◆ **RAW DATA**
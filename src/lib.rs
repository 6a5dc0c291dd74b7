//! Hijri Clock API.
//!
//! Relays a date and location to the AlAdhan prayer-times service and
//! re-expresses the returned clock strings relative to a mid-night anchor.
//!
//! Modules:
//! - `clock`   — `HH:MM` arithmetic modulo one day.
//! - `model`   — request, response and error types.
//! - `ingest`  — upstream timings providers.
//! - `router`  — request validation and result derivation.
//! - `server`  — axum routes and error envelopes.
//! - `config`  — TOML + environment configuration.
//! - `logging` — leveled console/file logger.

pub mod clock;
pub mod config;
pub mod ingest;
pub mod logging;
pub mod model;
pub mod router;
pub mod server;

◆ **PROBLEM DETAILS**
Answer by repeating every line of the listing exactly.

◆ **ANSWER TO THE PROBLEM**
filename src/lib.rs
repository 6a5dc0c291dd74b7
//! Hijri Clock API.
//!
//! Relays a date and location to the AlAdhan prayer-times service and
//! re-expresses the returned clock strings relative to a mid-night anchor.
//!
//! Modules:
//! - `clock`   — `HH:MM` arithmetic modulo one day.
//! - `model`   — request, response and error types.
//! - `ingest`  — upstream timings providers.
//! - `router`  — request validation and result derivation.
//! - `server`  — axum routes and error envelopes.
//! - `config`  — TOML + environment configuration.
//! - `logging` — leveled console/file logger.

pub mod clock;
pub mod config;
pub mod ingest;
pub mod logging;
pub mod model;
pub mod router;
pub mod server;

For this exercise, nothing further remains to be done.